The applicant, Mr. S.N., was accused with the crime of sexual acts with a child. The victim, a 10 years old boy, was interviewed by a police officer. The defence council of the applicant was not present at the initial interview, but he was given the possibility to ask for an additional interview, follow it from an adjacent room and to discuss in advance with the police which aspects he wanted to be discussed in more detail during that interview.
The applicant complained that he had not had a fair trial, as he had not been given the opportunity to question the child.
The Court noted that although generally all evidence should be examined in the court hearing with a view to adversarial hearing, Article 6 did not grant the accused an unlimited right to secure the appearance of witnesses in court. It was normally for the national courts to decide whether it is necessary or advisable to hear a witness. As to the notion of “witness”, the Court noted that although the child. did not testify at a court hearing, he should, for the purposes of Article 6 § 3 (d), be regarded as a witness, because his statements, as recorded by the police, were used in evidence by the domestic courts.
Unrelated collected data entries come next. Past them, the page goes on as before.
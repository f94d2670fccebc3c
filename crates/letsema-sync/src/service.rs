//! Loan-lifecycle orchestration.
//!
//! [`LifecycleService`] is what the external handlers call: submission,
//! decisions, lifecycle transitions, payment events, and credit-history
//! reads. It wires the three subsystems together with the platform's
//! partial-failure rules:
//!
//! - A decision commits to the ledger first. Federation into the partner
//!   cluster runs after, and its failure is logged and re-raised without
//!   reverting the status — an APPROVED loan with no `external_loan_id` is
//!   recoverable by the reconciliation sweep.
//! - Every ledger write that touches a borrower's standing fires the
//!   write-triggered cache refresh. Refresh failures are logged and never
//!   fail the triggering write.

use letsema_core::LoanStatus;
use letsema_credit::{CreditCacheStore, CreditHistory};
use letsema_ledger::sqlite::ConnectionConfig;
use letsema_ledger::sqlite::repositories::borrower::BorrowerRepo;
use letsema_ledger::sqlite::repositories::loan::LoanRepo;
use letsema_ledger::store::{
    DecisionOptions, DecisionResult, LedgerStore, SubmitLoanOptions, SubmitLoanResult,
};
use letsema_ledger::{LedgerError, StatusUpdateRow};
use letsema_partners::{PartnerConfig, PartnerGateway, federate_approved_loan};
use letsema_settings::LetsemaSettings;
use tracing::{error, info};

use crate::errors::Result;

/// Orchestrates the loan lifecycle across ledger, partners, and cache.
pub struct LifecycleService {
    ledger: LedgerStore,
    gateway: PartnerGateway,
    cache: CreditCacheStore,
}

impl LifecycleService {
    /// Assemble the service from its three subsystems.
    #[must_use]
    pub fn new(ledger: LedgerStore, gateway: PartnerGateway, cache: CreditCacheStore) -> Self {
        Self {
            ledger,
            gateway,
            cache,
        }
    }

    /// Assemble the service from platform settings: file-backed ledger and
    /// cache, gateway over the configured cluster endpoints.
    pub fn from_settings(settings: &LetsemaSettings) -> Result<Self> {
        let ledger = LedgerStore::open_file(
            &settings.ledger.db_path,
            &ConnectionConfig {
                pool_size: settings.ledger.pool_size,
                busy_timeout_ms: settings.ledger.busy_timeout_ms,
                cache_size_kib: settings.ledger.cache_size_kib,
            },
        )?;
        let gateway = PartnerGateway::new(PartnerConfig::from_settings(&settings.clusters));
        let cache = CreditCacheStore::open_file(&settings.cache.db_path, settings.cache.pool_size)?;
        Ok(Self::new(ledger, gateway, cache))
    }

    /// The underlying ledger store.
    #[must_use]
    pub fn ledger(&self) -> &LedgerStore {
        &self.ledger
    }

    /// The partner gateway.
    #[must_use]
    pub fn gateway(&self) -> &PartnerGateway {
        &self.gateway
    }

    /// The credit cache.
    #[must_use]
    pub fn cache(&self) -> &CreditCacheStore {
        &self.cache
    }

    // ─────────────────────────────────────────────────────────────────────
    // Write paths
    // ─────────────────────────────────────────────────────────────────────

    /// Submit a new application. The initial audit row counts as a
    /// status-update event, so the cache refresh fires.
    pub fn submit_application(&self, opts: &SubmitLoanOptions<'_>) -> Result<SubmitLoanResult> {
        let result = self.ledger.submit_loan(opts)?;
        self.refresh_after_event(&result.loan.borrower_id);
        Ok(result)
    }

    /// Decide a pending application (APPROVED or REJECTED).
    ///
    /// On approval, federation runs after the decision commits. A
    /// federation failure is logged and re-raised — the caller sees the
    /// error, the approval stands, and the loan joins the reconciliation
    /// work list.
    pub fn decide_loan(&self, opts: &DecisionOptions<'_>) -> Result<DecisionResult> {
        let decided = self.ledger.apply_decision(opts)?;
        self.refresh_after_event(&decided.loan.borrower_id);

        if decided.loan.status == LoanStatus::Approved {
            // Scope the connection to the federation call: the refresh below
            // needs the pool slot back.
            let federation = {
                let conn = self.ledger.conn()?;
                federate_approved_loan(&conn, &self.gateway, &decided.loan.id)
            };
            match federation {
                Ok(partner_loan_id) => {
                    info!(loan_id = %decided.loan.id, partner_loan_id, "approved loan federated");
                    // external_loan_id changed — refresh again
                    self.refresh_after_event(&decided.loan.borrower_id);
                }
                Err(err) => {
                    error!(loan_id = %decided.loan.id, %err,
                           "federation failed after approval; loan left for reconciliation");
                    return Err(err.into());
                }
            }
        }

        Ok(decided)
    }

    /// Record a later lifecycle transition (DISBURSED, REPAID, DEFAULTED…).
    pub fn record_status_transition(
        &self,
        loan_id: &str,
        new_status: LoanStatus,
        actor: Option<&str>,
        notes: &str,
    ) -> Result<DecisionResult> {
        let result = self
            .ledger
            .record_status_transition(loan_id, new_status, actor, notes)?;
        self.refresh_after_event(&result.loan.borrower_id);
        Ok(result)
    }

    /// Record a payment event (received or late).
    pub fn record_payment_event(
        &self,
        loan_id: &str,
        sentinel: &str,
        actor: Option<&str>,
        notes: &str,
    ) -> Result<StatusUpdateRow> {
        let row = self
            .ledger
            .record_payment_event(loan_id, sentinel, actor, notes)?;
        let loan = {
            let conn = self.ledger.conn()?;
            LoanRepo::get_by_id(&conn, loan_id)?
                .ok_or_else(|| LedgerError::LoanNotFound(loan_id.to_string()))?
        };
        self.refresh_after_event(&loan.borrower_id);
        Ok(row)
    }

    // ─────────────────────────────────────────────────────────────────────
    // Read path
    // ─────────────────────────────────────────────────────────────────────

    /// Serve a borrower's credit history: cached document, or a full
    /// merged rebuild on miss.
    pub fn credit_history(&self, national_id: &str) -> Result<CreditHistory> {
        let conn = self.ledger.conn()?;
        Ok(self.cache.get_or_build(national_id, &conn, &self.gateway)?)
    }

    // ─────────────────────────────────────────────────────────────────────
    // Internal
    // ─────────────────────────────────────────────────────────────────────

    /// Fire the write-triggered cache refresh for a borrower. Failures are
    /// logged with full context and never propagate to the caller — the
    /// ledger write they follow has already committed.
    fn refresh_after_event(&self, borrower_id: &str) {
        let refresh = || -> Result<()> {
            let conn = self.ledger.conn()?;
            let borrower = BorrowerRepo::get_by_id(&conn, borrower_id)?
                .ok_or_else(|| LedgerError::BorrowerNotFound(borrower_id.to_string()))?;
            self.cache.refresh_central(&conn, &borrower.national_id)?;
            Ok(())
        };
        if let Err(err) = refresh() {
            error!(borrower_id, %err, "failed to refresh credit history after ledger event");
        }
    }
}

// ─────────────────────────────────────────────────────────────────────────────
// Tests
// ─────────────────────────────────────────────────────────────────────────────
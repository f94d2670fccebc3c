//! Repository implementations for `SQLite` database operations.
//!
//! Each repository is a stateless struct whose methods take a `&Connection`
//! parameter. This makes every operation a pure function from
//! (connection, input) → output, trivially testable in isolation.

pub mod borrower;
pub mod institution;
pub mod loan;
pub mod status_update;
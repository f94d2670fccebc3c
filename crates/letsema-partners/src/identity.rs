//! Identity resolution between the central ledger and partner clusters.
//!
//! Central and partner systems share no primary keys. A borrower is matched
//! by email or national identifier; when absent, a partner-side borrower
//! row is created from the central profile. Repeated calls return the same
//! partner id — idempotence comes from the check-before-insert, not from a
//! constraint.
//!
//! Known risk: the partner schema has no uniqueness constraint on email or
//! national_id, and the check-then-insert is not atomic. Concurrent
//! first-time resolutions for the same borrower can create duplicate
//! partner rows; `LIMIT 1` then picks one arbitrarily. Fixing this needs a
//! partner-side unique constraint plus upsert, or an advisory lock.

use rusqlite::types::Value;
use tracing::{debug, info};

use crate::cluster::Cluster;
use crate::errors::{PartnerError, Result};
use crate::gateway::{PartnerGateway, value_as_i64};

/// Credit score assigned to partner-side borrowers created from a central
/// profile that has none.
pub const DEFAULT_PARTNER_CREDIT_SCORE: i64 = 650;

/// The central borrower fields copied into a partner cluster.
#[derive(Clone, Debug)]
pub struct BorrowerIdentity<'a> {
    /// Full legal name.
    pub name: &'a str,
    /// Email address.
    pub email: &'a str,
    /// Phone number.
    pub phone: &'a str,
    /// National identifier.
    pub national_id: &'a str,
    /// Central credit score, if one exists.
    pub credit_score: Option<i64>,
}

/// Find the partner-side borrower id for a central identity, creating the
/// partner row if it does not exist. Returns the partner serial id.
pub fn resolve_or_create_borrower(
    gateway: &PartnerGateway,
    cluster: Cluster,
    identity: &BorrowerIdentity<'_>,
) -> Result<i64> {
    if let Some(id) = find_borrower(gateway, cluster, identity)? {
        debug!(%cluster, national_id = identity.national_id, partner_borrower_id = id,
               "borrower already present in partner cluster");
        return Ok(id);
    }

    let now = chrono::Utc::now().to_rfc3339();
    let score = identity
        .credit_score
        .unwrap_or(DEFAULT_PARTNER_CREDIT_SCORE);
    let rows = gateway.execute(
        cluster,
        "INSERT INTO borrowers (name, email, phone, national_id, credit_score, created_at, updated_at)
         VALUES (?1, ?2, ?3, ?4, ?5, ?6, ?7) RETURNING id",
        &[
            Value::Text(identity.name.to_string()),
            Value::Text(identity.email.to_string()),
            Value::Text(identity.phone.to_string()),
            Value::Text(identity.national_id.to_string()),
            Value::Integer(score),
            Value::Text(now.clone()),
            Value::Text(now),
        ],
    )?;
    let id = first_id(cluster, &rows)?;

    info!(%cluster, national_id = identity.national_id, partner_borrower_id = id,
          "created borrower in partner cluster");
    Ok(id)
}

/// Look up a partner borrower by email or national identifier. First match
/// wins — at most one is expected but not enforced.
pub fn find_borrower(
    gateway: &PartnerGateway,
    cluster: Cluster,
    identity: &BorrowerIdentity<'_>,
) -> Result<Option<i64>> {
    let rows = gateway.execute(
        cluster,
        "SELECT id FROM borrowers WHERE email = ?1 OR national_id = ?2 LIMIT 1",
        &[
            Value::Text(identity.email.to_string()),
            Value::Text(identity.national_id.to_string()),
        ],
    )?;
    rows.first()
        .map(|row| first_cell_id(cluster, row))
        .transpose()
}

fn first_id(cluster: Cluster, rows: &[Vec<Value>]) -> Result<i64> {
    rows.first()
        .ok_or_else(|| PartnerError::UnexpectedRow {
            cluster,
            message: "insert returned no id".to_string(),
        })
        .and_then(|row| first_cell_id(cluster, row))
}

fn first_cell_id(cluster: Cluster, row: &[Value]) -> Result<i64> {
    row.first()
        .and_then(value_as_i64)
        .ok_or_else(|| PartnerError::UnexpectedRow {
            cluster,
            message: "id column is not an integer".to_string(),
        })
}

// ─────────────────────────────────────────────────────────────────────────────
// Tests
// ─────────────────────────────────────────────────────────────────────────────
The Court noted that the conviction of the applicant was based solely on the statements of the child. However it also emphasized that in criminal proceedings concerning sexual abuse certain measures may be taken for the purpose of protecting the private life of the victim, especially if the victim is a minor. As the legal counsel of the applicant was able to submit questions to the child. through police officer as well as he heard the recording of the interview itself, the Court ruled that the rights of defence and the rights of the victim had been balanced properly. Accordingly no violation of the right to fair trial of the applicant was found.